Antonio Lao
El silencio de los pueblos
Postdata
No somos suficientemente conscientes de que la democracia, como forma de gobierno, es incompatible con la ausencia de la verdad. Dos de los regímenes más perversos que han existido, el nazismo y el comunismo, se afianzaron en el siglo XX sobre la violación y el saqueo de ésta. “El sujeto ideal para un gobierno totalitario –escribió Hannah Arendt en Los orígenes del totalitarismo (1951)– no es el nazi convencido ni el comunista convencido, sino el individuo para quien la distinción entre hechos y ficción (es decir, la realidad de la experiencia) y la distinción entre lo verdadero y lo falso (es decir, los estándares de pensamiento) han dejado de existir”. Estas palabras suenan hoy pavorosamente actuales.
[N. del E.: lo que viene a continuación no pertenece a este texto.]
//! ==============================================================================
//! facade.rs - query facade (boundary to the transport layer)
//! ==============================================================================
//!
//! purpose:
//!     the one entry point external callers (the http layer) use to reach
//!     sensor data. cache reads never block; store queries wait on the
//!     arbiter for at most the budget and report TimedOut instead of hanging.
//!
//! fallback rules:
//!     - last / by-id: on timeout or empty result, serve the cached reading
//!     - count / text: on timeout, the "device busy" message
//!     - list: on timeout, an empty list
//!
//! relationships:
//!     - reads: cache.rs (SensorCache)
//!     - waits on: arbiter.rs, then runs store.rs queries on the blocking pool
//!     - used by: server.rs
//!
//! ==============================================================================

use crate::arbiter::{StoreArbiter, TimedOut};
use crate::cache::SensorCache;
use crate::domain::Reading;
use crate::error::StoreResult;
use crate::store::HistoryStore;
use std::time::Duration;
use tracing::{debug, warn};

/// the history store behind its access arbiter
pub type SharedStore = StoreArbiter<HistoryStore>;

/// a read-only store operation
#[derive(Debug, Clone, Copy, PartialEq, Eq)]
pub enum StoreOp {
    GetById(i64),
    Last,
    Count,
    Range { limit: usize, start_ms: i64, end_ms: i64 },
}

impl StoreOp {
    fn label(&self) -> &'static str {
        match self {
            StoreOp::GetById(_) => "Id",
            StoreOp::Last => "Last",
            StoreOp::Count => "Count",
            StoreOp::Range { .. } => "List",
        }
    }

    fn run(self, store: &HistoryStore) -> StoreResult<QueryResult> {
        Ok(match self {
            StoreOp::GetById(id) => QueryResult::Reading(store.get_by_id(id)?),
            StoreOp::Last => QueryResult::Reading(store.last()?),
            StoreOp::Count => QueryResult::Count(store.count()?),
            StoreOp::Range { limit, start_ms, end_ms } => {
                QueryResult::Readings(store.range(limit, start_ms, end_ms)?)
            }
        })
    }
}

#[derive(Debug, Clone, PartialEq)]
pub enum QueryResult {
    /// GetById / Last; None when no such row exists
    Reading(Option<Reading>),
    Count(u64),
    Readings(Vec<Reading>),
}

#[derive(Debug, Clone, PartialEq)]
pub enum QueryOutcome {
    Done(QueryResult),
    TimedOut(TimedOut),
}

#[derive(Clone)]
pub struct QueryFacade {
    cache: SensorCache,
    store: SharedStore,
    budget: Duration,
}

impl QueryFacade {
    pub fn new(cache: SensorCache, store: SharedStore, budget: Duration) -> Self {
        Self { cache, store, budget }
    }

    /// latest reading from the cache; never blocks, never fails
    pub fn cache_read(&self) -> Reading {
        self.cache.read()
    }

    /// configured wait budget
    pub fn budget(&self) -> Duration {
        self.budget
    }

    /// run `op` against the store, waiting at most `budget` for access
    pub async fn store_query(&self, op: StoreOp, budget: Duration) -> StoreResult<QueryOutcome> {
        Ok(match self.with_store(op.label(), budget, move |store| op.run(store)).await? {
            Ok(result) => QueryOutcome::Done(result),
            Err(timed_out) => QueryOutcome::TimedOut(timed_out),
        })
    }

    /// last recorded reading, or the cached one
    pub async fn latest_or_cached(&self) -> StoreResult<Reading> {
        let found = self.with_store(StoreOp::Last.label(), self.budget, |store| store.last()).await?;
        Ok(self.or_cache(found))
    }

    /// recorded reading `id`, or the cached one when unknown or busy
    pub async fn reading_or_cached(&self, id: i64) -> StoreResult<Reading> {
        let op = StoreOp::GetById(id);
        let found = self.with_store(op.label(), self.budget, move |store| store.get_by_id(id)).await?;
        Ok(self.or_cache(found))
    }

    /// number of recorded readings as text, or the busy message
    pub async fn count_or_busy(&self) -> StoreResult<String> {
        Ok(match self.with_store(StoreOp::Count.label(), self.budget, |store| store.count()).await? {
            Ok(n) => n.to_string(),
            Err(timed_out) => timed_out.to_string(),
        })
    }

    /// downsampled history, or nothing when busy
    pub async fn list_or_empty(&self, limit: usize, start_ms: i64, end_ms: i64) -> StoreResult<Vec<Reading>> {
        let op = StoreOp::Range { limit, start_ms, end_ms };
        match self.with_store(op.label(), self.budget, move |store| store.range(limit, start_ms, end_ms)).await? {
            Ok(rows) => {
                debug!(returned = rows.len(), "range query done");
                Ok(rows)
            }
            Err(_) => Ok(Vec::new()),
        }
    }

    /// text form of the last reading, or the busy message
    pub async fn latest_text(&self) -> StoreResult<String> {
        Ok(match self.with_store(StoreOp::Last.label(), self.budget, |store| store.last()).await? {
            Ok(found) => found.unwrap_or_else(|| self.cache.read()).to_string(),
            Err(timed_out) => timed_out.to_string(),
        })
    }

    /// wait for the store, then run `op` on the blocking pool
    ///
    /// the outer error is a backend failure, the inner one a timeout.
    async fn with_store<R, F>(
        &self,
        label: &'static str,
        budget: Duration,
        op: F,
    ) -> StoreResult<Result<R, TimedOut>>
    where
        F: FnOnce(&HistoryStore) -> StoreResult<R> + Send + 'static,
        R: Send + 'static,
    {
        let guard = match self.store.acquire(label, budget).await {
            Ok(guard) => guard,
            Err(timed_out) => {
                warn!(query = label, budget_s = budget.as_secs(), "store busy, query not served");
                return Ok(Err(timed_out));
            }
        };
        debug!(query = label, "running store query");
        let result = guard.run_blocking(move |store| op(store)).await?;
        Ok(Ok(result))
    }

    fn or_cache(&self, found: Result<Option<Reading>, TimedOut>) -> Reading {
        match found {
            Ok(Some(reading)) => reading,
            _ => self.cache.read(),
        }
    }
}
Por una parte, la moderna y discutible relativización de la verdad actúa en política como recreación del pasado y tergiversación del presente. Por otra, términos como posverdad acogen en su seno noticias falsas, ciencias falsas, historias falsas o perfiles falsos que hacen a la gente vulnerable a la demagogia y a la manipulación y convierten a las naciones en presa fácil –a la vista está– para los aspirantes a autócratas.
El desprecio de los hechos, que admiten poco relativismo, el desplazamiento de la razón por la emoción, que animaliza la convivencia, y la corrosión del lenguaje están debilitando la verdad, asesinándola, en beneficio de una minoría ávida de poder.
Acaba de ser elegido otra vez presidente de los EE.UU. Donald Trump, la encarnación misma de todos estos males descritos. Pero el problema no es sólo norteamericano. Me asombran cuantos ponen el grito en el cielo por Trump y lo que representa y, en cambio, alaban aquí y allá conductas no muy distintas. Se está produciendo en el mundo un aluvión de populismo y fundamentalismo, de derechas y de izquierdas, que se afana en erosionar las instituciones democráticas, trocando el diálogo racional por un fanatismo mecánico y tribal. Esto sólo es posible sin la verdad.
Hemos de volver a compartir los hechos y alejarlos de la simple y polarizadora llamada a los sentimientos. No podemos continuar en una apatía cómplice. Debemos exigir responsabilidades a quienes eclipsan la verdad. Tenemos que recuperarla, aunque escueza, a la mayor urgencia, porque si se derrumba la verdad se acaba la libertad. No es imposible –la historia lo acredita– y, de no intentarse, perderíamos aquello que nos hace humanos y nos salva del vacío de la inexistencia.